A GE with a diameter of 2 mm was polished manually in an alumina slurry (0.3 and 0.05 μm in turn) to clean the surface, followed by sonication in ethanol and water, separately. Next, the GE was immersed in piranha solution for 10 min to remove impurities, followed by rinsing with ultrapure water. GE was then electrochemically deposited in HAuCl4 solution (30 mM) for 20 s under − 0.2 V to obtain AuNP-modified surface. A mixture of MB-modified aptamers (7.0 μM) and thiolated complementary sequences (7.0 μM), as well as 2.0 mM TCEP were firstly denatured at 95 °C for 5 min and then annealed at room temperature to form double-stranded nucleic acids. Disulfide bonds were eliminated by TCEP for 90 min. Afterwards, the prepared double-stranded complexes (3.0 μL) were fixed on the AuNP-modified GE (AuNPs/GE) overnight in a humidified atmosphere at 37 °C. Next, the GE was blocked with 1.0 mM MCH for 30 min at 4 °C, followed by washing with ultrapure water. The double-stranded complex-modified GE (dsDNAs/AuNPs/GE) was incubated with 0.8 mL of K562 cell suspension for cell-aptamer interaction for 90 min at 37 °C. Subsequently, the electrode was washed by PBS carefully. Jurkat and U937 cells, each at the density of 1 × 106 cells mL−1, were tested under the abovementioned procedures. The quantified response was calculated according to the following equation: relative IMB = (I0I)/I0, where I and I0 were the ACV peak values in the presence and absence of K562 cells, respectively. All experiments were conducted at least three times.

Results and discussion

Principle of the novel aptasensor for tumor cell determination

As shown in Scheme 1, the stem-loop-like and MB-modified aptamers (at the 5′ end) and thiolated complementary chains (at the 3′ end) hybridized to form double-stranded DNAs, and then were self-assembled on the GE through Au–S bond. The close proximity of MB tags to the electrode surface would introduce a high current peak of MB signal. AuNPs were electrodeposited on the bare GE, which would increase the specific surface area for the purpose of fixing more aptamers on the GE. In the presence of K562 cells, the MB-aptamers would specifically recognize and bind with K562 cells because of the high affinity between aptamers and K562 cells, which would further cause the unwinding of dsDNAs. The MB-modified aptamers fell off from the surface of the GE, decreasing the MB signal. Therefore, changes in MB signal were related to the number of K562 cells.

Scheme 1
scheme 1

Schematic illustration of the proposed aptasensor at each step of fabrication

Specific recognition of aptamers to K562 cells

To obtain an aptasensor with the best performance, the specific recognition and binding efficiency of five candidate aptamers to K562 cells were verified through flow cytometry.
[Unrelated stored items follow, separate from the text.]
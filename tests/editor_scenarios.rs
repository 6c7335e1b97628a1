//! End-to-end editing scenarios: the editor must produce exactly the
//! expected text, preserving comments and formatting outside the splice.

use yaml_splice::{Editor, Path, YamlValue};

#[test]
fn test_flow_map_update_with_dangerous_apostrophe() {
    let mut editor = Editor::new("{YAML: YAML}").unwrap();
    editor
        .update(["YAML"], "YAML Ain't Markup Language")
        .unwrap();
    assert_eq!(
        editor.to_string(),
        "{YAML: \"YAML Ain't Markup Language\"}"
    );
}

#[test]
fn test_remove_middle_element() {
    let mut editor = Editor::new("- a\n- b\n- c\n").unwrap();
    editor.remove([1usize]).unwrap();
    assert_eq!(editor.to_string(), "- a\n- c\n");
}

#[test]
fn test_remove_last_element_keeps_trailing_newline() {
    let mut editor = Editor::new("- a\n- b\n").unwrap();
    editor.remove([1usize]).unwrap();
    assert_eq!(editor.to_string(), "- a\n");
}

#[test]
fn test_alphabetical_insertion_at_end() {
    let mut editor = Editor::new("a: 1\nb: 2\n").unwrap();
    editor.update(["c"], 3).unwrap();
    assert_eq!(editor.to_string(), "a: 1\nb: 2\nc: 3\n");
}

#[test]
fn test_update_keeps_header_and_inline_comments() {
    let mut editor = Editor::new("# header\nkey: value  # inline\n").unwrap();
    editor.update(["key"], "other").unwrap();
    assert_eq!(editor.to_string(), "# header\nkey: other  # inline\n");
}

#[test]
fn test_nested_list_insert_redistributes_indent() {
    let mut editor = Editor::new("- - x\n  - y\n").unwrap();
    editor.insert([0usize], 0, "z").unwrap();
    assert_eq!(editor.to_string(), "- - z\n  - x\n  - y\n");
}

#[test]
fn test_identity_round_trip_before_mutation() {
    for source in [
        "a: 1\n",
        "# only comments\n",
        "- x\n- y # tail\n",
        "{flow: [1, 2]}\n",
        "key: |\n  block\n  scalar\n",
        "a: 1\r\nb: 2\r\n",
    ] {
        let editor = Editor::new(source).unwrap();
        assert_eq!(editor.to_string(), source, "identity failed for {:?}", source);
    }
}

#[test]
fn test_value_correctness_after_mutation() {
    let mut editor = Editor::new("server:\n  port: 8080\n  host: localhost\n").unwrap();
    editor.update(["server", "port"], 9090).unwrap();
    assert_eq!(
        editor.value_at(["server", "port"]).unwrap(),
        YamlValue::from(9090)
    );
    // The untouched sibling is still there.
    assert_eq!(
        editor.value_at(["server", "host"]).unwrap(),
        YamlValue::from("localhost")
    );
}

#[test]
fn test_local_change_property() {
    let source = "# top\nfirst: 1\nsecond: 2\nthird: 3\n# bottom\n";
    let mut editor = Editor::new(source).unwrap();
    editor.update(["second"], 22).unwrap();

    assert_eq!(editor.edits().len(), 1);
    let edit = &editor.edits()[0];
    let after = editor.to_string();

    // Every byte before the splice is unchanged.
    assert_eq!(&after[..edit.offset], &source[..edit.offset]);
    // Every byte after the splice is unchanged.
    assert_eq!(
        &after[edit.offset + edit.replacement.len()..],
        &source[edit.offset + edit.length..]
    );
}

#[test]
fn test_style_idempotence_plain() {
    let source = "key: value\n";
    let mut editor = Editor::new(source).unwrap();
    let current = editor.value_at(["key"]).unwrap();
    editor.update(["key"], current).unwrap();
    assert_eq!(editor.to_string(), source);
}

#[test]
fn test_style_idempotence_quoted() {
    let source = "key: 'value'\nother: \"x\"\n";
    let mut editor = Editor::new(source).unwrap();
    let current = editor.value_at(["key"]).unwrap();
    editor.update(["key"], current).unwrap();
    let current = editor.value_at(["other"]).unwrap();
    editor.update(["other"], current).unwrap();
    assert_eq!(editor.to_string(), source);
}

#[test]
fn test_style_idempotence_block_collection() {
    let source = "a:\n  - x\n  - y\n";
    let mut editor = Editor::new(source).unwrap();
    let current = editor.value_at(["a"]).unwrap();
    editor.update(["a"], current).unwrap();
    assert_eq!(editor.to_string(), source);
}

#[test]
fn test_root_replacement() {
    let mut editor = Editor::new("a: 1\n").unwrap();
    editor.update(Path::root(), 42).unwrap();
    assert_eq!(editor.to_string(), "42\n");
    assert_eq!(editor.value_at(Path::root()).unwrap(), YamlValue::from(42));
}

#[test]
fn test_mutation_sequence_accumulates_edits() {
    let mut editor = Editor::new("a: 1\n").unwrap();
    editor.update(["a"], 2).unwrap();
    editor.update(["b"], 3).unwrap();
    editor.remove(["a"]).unwrap();
    assert_eq!(editor.to_string(), "b: 3\n");
    assert_eq!(editor.edits().len(), 3);
}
Alexa Fluor 488–labeled sequences (15 pmol) were incubated with K562 cells (3 × 105 cells) for 30 min at 37 °C, and then the cells were investigated through flow cytometry. As shown in Fig. 1, the binding of Alexa Fluor 488–labeled aptamers 2–5 (Fig. 1c–f) with K562 cells resulted in a minute shift in fluorescence signals, compared to that with the Alexa Fluor 488–labeled random sequence (Fig. 1a). After incubation of K562 cells with Alexa Fluor 488–labeled aptamer 1 (Fig. 1b), the fluorescence intensity apparently increased, compared with that after incubation with Alexa Fluor 488–labeled random sequence. It was indicated that aptamer 1 had specific recognition and high binding capability with K562 cells, which induced marked increment in fluorescence intensity. Based on the above results, aptamer 1 was chosen as the recognition element to capture K562 cells.

Fig. 1
figure 1

Analysis of specific recognition between aptamers and K562 cells by flow cytometry. a Alexa Fluor 488–labeled random sequence. b Alexa Fluor 488–labeled aptamer 1. c Alexa Fluor 488–labeled aptamer 2. d Alexa Fluor 488–labeled aptamer 3. e Alexa Fluor 488–labeled aptamer 4. f Alexa Fluor 488–labeled aptamer 5. Inset plots show the secondary structures of the sequences

Surface and dimensional analysis of the modified electrode

Functional modification on the electrode is highly important for the performance of a biosensor. The morphologies and microstructures of the bare GE and AuNPs/GE were analyzed by FE-SEM. As indicted in Fig. S1a (see ESM), the bare GE exhibited a nearly smooth surface without any modifiers. Compared with that of the bare GE, large amounts of AuNPs were continuously and homogeneously distributed on the surface of GE owing to the electrochemical deposition (see ESM Fig. S1b). The spherical AuNPs had large surface areas, with an average diameter of 20 nm (see ESM Fig. S1c). Additionally, the morphology and structure of the AuNPs/GE did not change obviously over 7 days (see ESM Fig. S1d). It was demonstrated that AuNPs were successfully decorated on the electrode surface. Moreover, the morphologies of AuNPs at different electrodeposition times (10 s, 20 s, and 30 s) were studied (see ESM Fig. S2). The packing density of AuNPs on the electrode surface increased with time. For the purpose of overcoming steric hindrance and electrostatic repulsion of electrochemical probe on the electrode, electrodeposition time of 20 s was chosen for the further study.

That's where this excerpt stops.